After I got home to feed my three boys an early dinner, a former student sent me photos of the Reno police headquarters being spray painted with graffiti, its flag torn down and burned. My wife kept a close watch of live reporting social media, some of it by some of our former students at the Reynolds School of Journalism, where we both teach. One of the videos by a former Our Town Reno reporter Lucia Starbuck, now working professionally, showed City Hall being vandalized and stormed into. I suggested going with my 10-year-old downtown again but my wife wisely said it would be too dangerous for him. After putting my two-year-old in bed, I decided to strap on my roller blades to give it a reporting go myself.



Soon after I arrived, there was tear gas and rubber bullets, protestors throwing rocks and general mayhem in a small area. One driver panicked and almost overran me trying to do a U-Turn into my path. The roller blades allowed me to check closer in and then quickly back out whenever the tear gas came. I didn't stay long, but was able to produce the short minidoc below, along with accompanying social media.



Back home, I fell asleep listening to a local radio station carrying a television feed, lamenting the broken glass, damaged tv vehicles and small fires which ensued, with an anchor blaming it all on out of towners, while a curfew was in effect.
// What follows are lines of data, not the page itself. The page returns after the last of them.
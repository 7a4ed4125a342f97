//! A logical Knative endpoint bound to one physical endpoint.

use std::future::Future;
use std::sync::Arc;

use async_trait::async_trait;
use knative_env::{
    AddressResolver, Environment, PhysicalUri, ResolveOptions, ServiceDefinition, ServiceType,
};
use tracing::{debug, warn, Instrument};

use crate::ce::{CloudEventsProcessors, CloudEventsVersion, ProducerSettings, DEFAULT_EVENT_TYPE};
use crate::configuration::KnativeConfiguration;
use crate::converter::{ContentMode, ContentModeConverter};
use crate::error::KnativeResult;
use crate::message::Message;
use crate::obs;
use crate::processor::{Pipeline, Processor};
use crate::transport::{Consumer, PhysicalEndpoint, Transport};
use crate::uri::LogicalUri;

/// Resolved, immutable view of one logical URI.
///
/// Everything is computed at construction: the service definition (declared
/// or synthesized), the spec version, the physical address and the physical
/// endpoint handle. Only the physical endpoint's start/stop state changes
/// afterwards.
pub struct KnativeEndpoint {
    uri: LogicalUri,
    configuration: KnativeConfiguration,
    service: ServiceDefinition,
    version: CloudEventsVersion,
    event_type: String,
    physical: Arc<dyn PhysicalEndpoint>,
}

impl KnativeEndpoint {
    /// Resolve `uri` against `environment`. `configuration` must already carry
    /// the URI's parameters.
    pub fn new(
        uri: LogicalUri,
        configuration: KnativeConfiguration,
        environment: &Environment,
        transport: &dyn Transport,
    ) -> KnativeResult<Self> {
        let version =
            CloudEventsVersion::for_spec_version(&configuration.cloud_events_spec_version)?;
        let service = environment.lookup_or_default(uri.kind(), uri.name());

        let properties = configuration.properties();
        let options = ResolveOptions {
            sub_path: uri.sub_path().map(str::to_string),
            filter: configuration.filter(),
            transport_options: configuration.transport_options.clone(),
        };
        let physical_uri = AddressResolver::new(&properties).resolve(&service, &options)?;
        let physical = transport.endpoint(&physical_uri)?;

        let event_type = configuration
            .cloud_events_type
            .clone()
            .or_else(|| service.event_type().map(str::to_string))
            .unwrap_or_else(|| DEFAULT_EVENT_TYPE.to_string());

        debug!(endpoint = %uri, physical = %physical_uri, "knative endpoint resolved");
        Ok(Self {
            uri,
            configuration,
            service,
            version,
            event_type,
            physical,
        })
    }

    pub fn uri(&self) -> &LogicalUri {
        &self.uri
    }

    pub fn kind(&self) -> ServiceType {
        self.uri.kind()
    }

    pub fn name(&self) -> &str {
        self.uri.name()
    }

    pub fn configuration(&self) -> &KnativeConfiguration {
        &self.configuration
    }

    pub fn service(&self) -> &ServiceDefinition {
        &self.service
    }

    pub fn version(&self) -> CloudEventsVersion {
        self.version
    }

    pub fn physical_uri(&self) -> &PhysicalUri {
        self.physical.uri()
    }

    /// Canonical logical URI, used as the event source.
    pub fn source(&self) -> String {
        self.uri.to_string()
    }

    pub fn event_type(&self) -> &str {
        &self.event_type
    }

    pub fn content_mode(&self) -> ContentMode {
        ContentMode::from_flag(self.configuration.json_serialization_enabled)
    }

    pub fn producer_settings(&self) -> ProducerSettings {
        ProducerSettings {
            source: self.source(),
            event_type: self.event_type.clone(),
            content_type: self.service.content_type().map(str::to_string),
        }
    }

    /// Encode steps only: CloudEvents encode followed by content-mode conversion.
    pub fn encoder(&self) -> Pipeline {
        let converter: Arc<dyn Processor> =
            Arc::new(ContentModeConverter::new(self.content_mode(), self.version));
        Pipeline::new(vec![self.version.producer_processor(self), converter])
    }

    /// Encode, convert, then send through the physical endpoint.
    pub fn create_producer(&self) -> KnativeResult<KnativeProducer> {
        let encoder: Arc<dyn Processor> = Arc::new(self.encoder());
        let send = self.physical.create_producer()?;
        Ok(KnativeProducer {
            pipeline: Pipeline::new(vec![encoder, send]),
        })
    }

    /// Decode inbound messages, then hand them to `downstream`.
    pub fn create_consumer(
        &self,
        downstream: Arc<dyn Processor>,
    ) -> KnativeResult<Box<dyn Consumer>> {
        let pipeline = Pipeline::new(vec![self.version.consumer_processor(self), downstream]);
        self.physical.create_consumer(Arc::new(pipeline))
    }

    pub async fn start(&self) -> KnativeResult<()> {
        self.physical.start().await?;
        obs::emit_endpoint_started(&self.source());
        Ok(())
    }

    pub async fn stop(&self) -> KnativeResult<()> {
        self.physical.stop().await?;
        obs::emit_endpoint_stopped(&self.source());
        Ok(())
    }

    /// Run `f` with the endpoint started, stopping it on every exit path.
    ///
    /// A failed start is followed by a stop so partially acquired resources
    /// are released. The first error wins.
    pub async fn scoped<F, Fut, T>(&self, f: F) -> KnativeResult<T>
    where
        F: FnOnce() -> Fut,
        Fut: Future<Output = KnativeResult<T>>,
    {
        let run = async {
            if let Err(e) = self.start().await {
                if let Err(stop_err) = self.stop().await {
                    warn!(error = %stop_err, "stop after failed start");
                }
                return Err(e);
            }

            let result = f().await;
            let stopped = self.stop().await;
            match (result, stopped) {
                (Ok(value), Ok(())) => Ok(value),
                (Err(e), stopped) => {
                    if let Err(stop_err) = stopped {
                        warn!(error = %stop_err, "stop after failed run");
                    }
                    Err(e)
                }
                (Ok(_), Err(e)) => Err(e),
            }
        };
        run.instrument(obs::endpoint_span(&self.source())).await
    }
}

impl std::fmt::Debug for KnativeEndpoint {
    fn fmt(&self, f: &mut std::fmt::Formatter<'_>) -> std::fmt::Result {
        f.debug_struct("KnativeEndpoint")
            .field("uri", &self.uri.to_string())
            .field("physical", &self.physical.uri().to_string())
            .field("version", &self.version)
            .finish()
    }
}

/// Send side of a logical endpoint. Processing a message returns the reply.
pub struct KnativeProducer {
    pipeline: Pipeline,
}

impl KnativeProducer {
    pub async fn send(&self, message: Message) -> KnativeResult<Message> {
        self.pipeline.process(message).await
    }
}

#[async_trait]
impl Processor for KnativeProducer {
    async fn process(&self, message: Message) -> KnativeResult<Message> {
        self.send(message).await
    }
}
//! Structured observability hooks for endpoint lifecycle and message events.
//!
//! Lifecycle events are emitted at `info!`, decode failures at `warn!`.

use tracing::{info, warn};

/// Span tagging everything recorded inside it with the logical endpoint.
///
/// Use with `tracing::Instrument` for async work.
pub fn endpoint_span(endpoint: &str) -> tracing::Span {
    tracing::info_span!("knative.endpoint", endpoint = %endpoint)
}

/// RAII guard entering [`endpoint_span`] for synchronous code.
///
/// ```ignore
/// let _span = EndpointSpan::enter("knative://endpoint/ep1");
/// ```
pub struct EndpointSpan {
    _span: tracing::span::EnteredSpan,
}

impl EndpointSpan {
    pub fn enter(endpoint: &str) -> Self {
        Self {
            _span: endpoint_span(endpoint).entered(),
        }
    }
}

/// Emit event: logical endpoint resolved and cached.
pub fn emit_endpoint_created(endpoint: &str, physical: &str, spec_version: &str) {
    info!(
        event = "endpoint.created",
        endpoint = %endpoint,
        physical = %physical,
        spec_version = %spec_version,
    );
}

pub fn emit_endpoint_started(endpoint: &str) {
    info!(event = "endpoint.started", endpoint = %endpoint);
}

pub fn emit_endpoint_stopped(endpoint: &str) {
    info!(event = "endpoint.stopped", endpoint = %endpoint);
}

/// Emit event: inbound message rejected by the CloudEvents decoder.
pub fn emit_decode_failed(endpoint: &str, error: &dyn std::fmt::Display) {
    warn!(event = "message.decode_failed", endpoint = %endpoint, error = %error);
}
Seemingly their own reporting crews had a pass. Back in my reporting days, I would have filed stories all night and gone to see the damage in the early morning hour. Now I congratulate my students and former students for a job well done. Protests happen, and I believe it's important for journalists, citizen journalists, and those in between to cover whatever is going on, as our society fitfully tries to make progress. Even though I teach journalism now as my full-time career, I've always been a reporter at heart, especially of breaking news, with the pulse of the people as my main concern.